As far as I can think, the ortho effect comes into play which makes o-formyl benzoic acid more acidic.
But according to some, due to Hydrogen bonding between aldehyde and carboxylic group, hydrogen atom will be tightly bonded to it's two neighbouring oxygen atoms decreasing acidic character of o-formyl benzoic acid.
These two assertions are confusing and hence I seek for an experimentally verified result along with a satisfying explaination.
You can't compare them at all. If the ortho form dissociates at all then the carboxylate ion combines with the aldehyde function, forming a lactone ring. See Wikipedia.
This question invokes a comparison of the similarly structured nitrobenzoic acids. There the ortho compound is found to be strongest, beating its isomers by about one $pK_a$ unit and apparently indicating that the ortho effect is stronger than intramolecular hydrogen bonding.
Upon further review, we find that it wasn't a fair fight. Count the number of atoms that would be formed in a hydrogen-bonded ring: the hydroxyl portion of the carboxylic group, the carboxyl carbon, two aromatic ring carbons and two of the atoms from the nitro group. We generally do not get good intramolecular hydrogen bonding with a seven-atom ring, the arrangement just does not work sterically. Intramolecular hydrogen bonds are more common with five- or six-atom rings.

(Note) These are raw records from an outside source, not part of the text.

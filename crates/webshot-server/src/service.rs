//! Screenshot service: cache lookup, coalesced render, write-back

use crate::types::RenderOverrides;
use futures::future::{BoxFuture, FutureExt, Shared};
use std::collections::HashMap;
use std::fmt;
use std::sync::{Arc, Mutex, PoisonError};
use tracing::{debug, warn};
use url::Url;
use webshot_cache::{derive_key, CacheEntry, CacheOutcome, CacheStats, CacheStore, CacheTier};
use webshot_render::{normalize_locator, RenderError, RenderOptions, Renderer};

type RenderResult = Result<Arc<CacheEntry>, RenderError>;
type InFlight = Shared<BoxFuture<'static, RenderResult>>;
type InFlightMap = Arc<Mutex<HashMap<String, InFlight>>>;

/// Where a served screenshot came from
#[derive(Debug, Clone, Copy, PartialEq, Eq)]
pub enum CacheStatus {
    Hit(CacheTier),
    Miss,
}

impl CacheStatus {
    pub fn header_value(self) -> &'static str {
        match self {
            CacheStatus::Hit(_) => "HIT",
            CacheStatus::Miss => "MISS",
        }
    }
}

impl fmt::Display for CacheStatus {
    fn fmt(&self, f: &mut fmt::Formatter<'_>) -> fmt::Result {
        match self {
            CacheStatus::Hit(CacheTier::Memory) => f.write_str("memory hit"),
            CacheStatus::Hit(CacheTier::Durable) => f.write_str("durable hit"),
            CacheStatus::Miss => f.write_str("miss"),
        }
    }
}

#[derive(Debug, Clone)]
pub struct Screenshot {
    pub entry: Arc<CacheEntry>,
    pub status: CacheStatus,
}

/// A normalized request: target, effective options and the cache locator
/// they map to
#[derive(Debug, Clone)]
pub struct ScreenshotRequest {
    pub url: Url,
    pub options: RenderOptions,
    pub cache_locator: String,
}

pub struct ScreenshotService {
    cache: Arc<CacheStore>,
    renderer: Arc<Renderer>,
    defaults: RenderOptions,
    inflight: InFlightMap,
}

impl ScreenshotService {
    pub fn new(cache: Arc<CacheStore>, renderer: Arc<Renderer>, defaults: RenderOptions) -> Self {
        Self {
            cache,
            renderer,
            defaults,
            inflight: Arc::new(Mutex::new(HashMap::new())),
        }
    }

    pub fn cache(&self) -> &Arc<CacheStore> {
        &self.cache
    }

    pub fn defaults(&self) -> &RenderOptions {
        &self.defaults
    }

    pub async fn stats(&self) -> CacheStats {
        self.cache.stats().await
    }

    /// Normalize a raw locator and apply overrides.
    ///
    /// Requests using the default options are cached under the normalized
    /// URL itself; any other variant gets a suffix naming its dimensions,
    /// scale and format.
    pub fn resolve(
        &self,
        raw_locator: &str,
        overrides: &RenderOverrides,
    ) -> Result<ScreenshotRequest, RenderError> {
        let url = normalize_locator(raw_locator)?;
        let options = overrides.apply(&self.defaults)?;
        let cache_locator = variant_locator(&url, &options, &self.defaults);
        Ok(ScreenshotRequest {
            url,
            options,
            cache_locator,
        })
    }

    pub async fn lookup(&self, request: &ScreenshotRequest) -> Option<Screenshot> {
        self.cache
            .get(&request.cache_locator)
            .await
            .map(|hit| Screenshot {
                entry: hit.entry,
                status: CacheStatus::Hit(hit.tier),
            })
    }

    /// Serve from cache, rendering on a miss
    pub async fn screenshot(&self, request: &ScreenshotRequest) -> Result<Screenshot, RenderError> {
        if let Some(hit) = self.lookup(request).await {
            return Ok(hit);
        }
        let entry = self.render_and_store(request).await?;
        Ok(Screenshot {
            entry,
            status: CacheStatus::Miss,
        })
    }

    /// Render and write back, sharing one render among concurrent callers
    /// for the same cache key.
    ///
    /// The render runs as its own task, so it still completes and lands in
    /// the cache when every caller has gone away.
    pub async fn render_and_store(&self, request: &ScreenshotRequest) -> RenderResult {
        let key = derive_key(&request.cache_locator);
        let flight = {
            let mut inflight = self.inflight.lock().unwrap_or_else(PoisonError::into_inner);
            match inflight.get(&key) {
                Some(flight) => {
                    debug!(key = %key, "Joining in-flight render");
                    flight.clone()
                }
                None => {
                    let flight = self.spawn_render(key.clone(), request.clone());
                    inflight.insert(key, flight.clone());
                    flight
                }
            }
        };
        flight.await
    }

    // Called with the registry locked; the task's guard cannot deregister
    // before the caller has inserted the flight.
    fn spawn_render(&self, key: String, request: ScreenshotRequest) -> InFlight {
        let cache = self.cache.clone();
        let renderer = self.renderer.clone();
        let guard = FlightGuard {
            inflight: self.inflight.clone(),
            key,
        };

        let handle = tokio::spawn(async move {
            let _guard = guard;

            // An earlier flight may have finished after the caller's lookup
            if let Some(hit) = cache.peek(&request.cache_locator).await {
                debug!(url = %request.url, "Rendered by an earlier flight");
                return Ok::<_, RenderError>(hit.entry);
            }

            let image = renderer
                .render(request.url.as_str(), &request.options)
                .await?;
            let stored = cache
                .set(
                    &request.cache_locator,
                    image,
                    request.options.format.content_type(),
                )
                .await;
            if !stored.outcome.is_complete() {
                warn!(url = %request.url, "Screenshot cached in memory only");
            }
            Ok::<_, RenderError>(stored.entry)
        });

        async move {
            handle.await.unwrap_or_else(|e| {
                Err(RenderError::Internal(format!("render task failed: {}", e)))
            })
        }
        .boxed()
        .shared()
    }

    /// Render raw markup. Never cached.
    pub async fn render_html(
        &self,
        html: &str,
        overrides: &RenderOverrides,
    ) -> Result<Vec<u8>, RenderError> {
        let options = overrides.apply(&self.defaults)?;
        self.renderer.render_html(html, &options).await
    }

    pub async fn invalidate(&self, request: &ScreenshotRequest) -> CacheOutcome {
        self.cache.delete(&request.cache_locator).await
    }

    pub async fn clear(&self) -> CacheOutcome {
        self.cache.clear().await
    }

    #[cfg(test)]
    fn inflight_len(&self) -> usize {
        self.inflight
            .lock()
            .unwrap_or_else(PoisonError::into_inner)
            .len()
    }
}

/// Deregisters an in-flight render when its task ends, however it ends
struct FlightGuard {
    inflight: InFlightMap,
    key: String,
}

impl Drop for FlightGuard {
    fn drop(&mut self) {
        self.inflight
            .lock()
            .unwrap_or_else(PoisonError::into_inner)
            .remove(&self.key);
    }
}

fn variant_locator(url: &Url, options: &RenderOptions, defaults: &RenderOptions) -> String {
    if options.viewport == defaults.viewport && options.format == defaults.format {
        return url.to_string();
    }
    format!(
        "{}|{}x{}@{}.{}",
        url,
        options.viewport.width,
        options.viewport.height,
        options.viewport.device_scale_factor,
        options.format.extension()
    )
}

#[cfg(test)]
mod tests {
    use super::*;
    use std::time::Duration;
    use tempfile::{tempdir, TempDir};
    use webshot_cache::CacheConfig;
    use webshot_render::testing::FakeEngine;
    use webshot_render::ImageFormat;

    fn test_defaults() -> RenderOptions {
        RenderOptions {
            settle_delay: Duration::ZERO,
            ..RenderOptions::default()
        }
    }

    async fn service_with(engine: &FakeEngine) -> (ScreenshotService, TempDir) {
        let dir = tempdir().unwrap();
        let cache = CacheStore::open(CacheConfig {
            cache_dir: dir.path().to_path_buf(),
            ..CacheConfig::default()
        })
        .await
        .unwrap();
        let renderer = Arc::new(Renderer::new(Arc::new(engine.clone()), 4));
        (ScreenshotService::new(cache, renderer, test_defaults()), dir)
    }

    #[tokio::test]
    async fn test_miss_then_hit() {
        let engine = FakeEngine::new();
        let (service, _dir) = service_with(&engine).await;
        let request = service
            .resolve("example.com", &RenderOverrides::default())
            .unwrap();
        assert_eq!(request.cache_locator, "http://example.com/");

        let first = service.screenshot(&request).await.unwrap();
        assert_eq!(first.status, CacheStatus::Miss);
        assert_eq!(&first.entry.data[..], engine.image());
        assert_eq!(first.entry.content_type, "image/png");

        let second = service.screenshot(&request).await.unwrap();
        assert_eq!(second.status, CacheStatus::Hit(CacheTier::Memory));
        assert_eq!(second.status.to_string(), "memory hit");
        assert_eq!(engine.launches(), 1);
    }

    #[tokio::test]
    async fn test_validation_never_reaches_engine() {
        let engine = FakeEngine::new();
        let (service, _dir) = service_with(&engine).await;

        assert!(matches!(
            service.resolve("ftp://example.com/", &RenderOverrides::default()),
            Err(RenderError::Validation(_))
        ));
        assert!(matches!(
            service.resolve("   ", &RenderOverrides::default()),
            Err(RenderError::Validation(_))
        ));
        assert_eq!(engine.launches(), 0);
    }

    #[tokio::test]
    async fn test_variants_are_cached_separately() {
        let engine = FakeEngine::new();
        let (service, _dir) = service_with(&engine).await;

        let plain = service
            .resolve("https://example.com", &RenderOverrides::default())
            .unwrap();
        let jpeg = service
            .resolve(
                "https://example.com",
                &RenderOverrides {
                    width: Some(800),
                    height: Some(600),
                    format: Some(ImageFormat::Jpeg),
                    ..Default::default()
                },
            )
            .unwrap();
        assert_eq!(jpeg.cache_locator, "https://example.com/|800x600@1.jpeg");

        service.screenshot(&plain).await.unwrap();
        let shot = service.screenshot(&jpeg).await.unwrap();
        assert_eq!(shot.status, CacheStatus::Miss);
        assert_eq!(shot.entry.content_type, "image/jpeg");
        assert_eq!(engine.launches(), 2);
    }

    #[tokio::test]
    async fn test_concurrent_misses_share_one_render() {
        let engine = FakeEngine::new().with_navigation_delay(Duration::from_millis(100));
        let (service, _dir) = service_with(&engine).await;
        let service = Arc::new(service);
        let request = service
            .resolve("https://example.com", &RenderOverrides::default())
            .unwrap();

        let callers: Vec<_> = (0..5)
            .map(|_| {
                let service = service.clone();
                let request = request.clone();
                tokio::spawn(async move { service.render_and_store(&request).await })
            })
            .collect();

        for caller in callers {
            let entry = caller.await.unwrap().unwrap();
            assert_eq!(&entry.data[..], engine.image());
        }
        assert_eq!(engine.launches(), 1);
        assert_eq!(service.inflight_len(), 0);
    }

    #[tokio::test]
    async fn test_miss_after_finished_flight_reuses_its_result() {
        let engine = FakeEngine::new();
        let (service, _dir) = service_with(&engine).await;
        let request = service
            .resolve("https://example.com", &RenderOverrides::default())
            .unwrap();

        // Caller B misses, then caller A's flight completes before B renders
        assert!(service.lookup(&request).await.is_none());
        let first = service.render_and_store(&request).await.unwrap();
        let second = service.render_and_store(&request).await.unwrap();

        assert_eq!(engine.launches(), 1);
        assert_eq!(first.data, second.data);
        assert_eq!(service.inflight_len(), 0);
    }

    #[tokio::test]
    async fn test_failed_render_is_shared_and_cleared() {
        let engine = FakeEngine::new().failing_navigation("net::ERR_CONNECTION_REFUSED");
        let (service, _dir) = service_with(&engine).await;
        let request = service
            .resolve("http://localhost:1", &RenderOverrides::default())
            .unwrap();

        let err = service.screenshot(&request).await.unwrap_err();
        assert!(matches!(err, RenderError::ConnectionRefused(_)));
        assert_eq!(service.inflight_len(), 0);
        assert!(service.lookup(&request).await.is_none());

        // The failure is not remembered; the next call renders again
        let _ = service.screenshot(&request).await;
        assert_eq!(engine.launches(), 2);
    }

    #[tokio::test]
    async fn test_render_survives_caller_drop() {
        let engine = FakeEngine::new().with_navigation_delay(Duration::from_millis(50));
        let (service, _dir) = service_with(&engine).await;
        let request = service
            .resolve("https://example.com", &RenderOverrides::default())
            .unwrap();

        let abandoned = tokio::time::timeout(
            Duration::from_millis(10),
            service.render_and_store(&request),
        )
        .await;
        assert!(abandoned.is_err());

        for _ in 0..50 {
            if service.lookup(&request).await.is_some() {
                break;
            }
            tokio::time::sleep(Duration::from_millis(10)).await;
        }
        assert!(service.lookup(&request).await.is_some());
        assert_eq!(engine.launches(), 1);
    }

    #[tokio::test]
    async fn test_invalidate_and_clear() {
        let engine = FakeEngine::new();
        let (service, _dir) = service_with(&engine).await;
        let request = service
            .resolve("https://example.com", &RenderOverrides::default())
            .unwrap();

        service.screenshot(&request).await.unwrap();
        assert!(service.invalidate(&request).await.is_complete());
        assert!(service.lookup(&request).await.is_none());

        service.screenshot(&request).await.unwrap();
        assert!(service.clear().await.is_complete());
        assert_eq!(service.stats().await.memory_entries, 0);
    }

    #[tokio::test]
    async fn test_render_html_is_not_cached() {
        let engine = FakeEngine::new();
        let (service, _dir) = service_with(&engine).await;

        let image = service
            .render_html("<h1>hi</h1>", &RenderOverrides::default())
            .await
            .unwrap();
        assert_eq!(image, engine.image());
        assert_eq!(service.stats().await.memory_entries, 0);
    }
}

So in the case of 2-nitrobenzoic acid versus 4-nitrobenzoic acid the real answer is that hydrogen bonding is not in the game. Nor would it be for the formyl benzoic acids being described here, if the ortho compound were not prone to tautomerization; here too such a hydrogen bond would unfavorably form a seven-atom ring. We might say that the ortho compound, failing to form an intramolecular hydrogen bond, is thereby made prone to the strong dissociation and subsequent tautomerization noted above.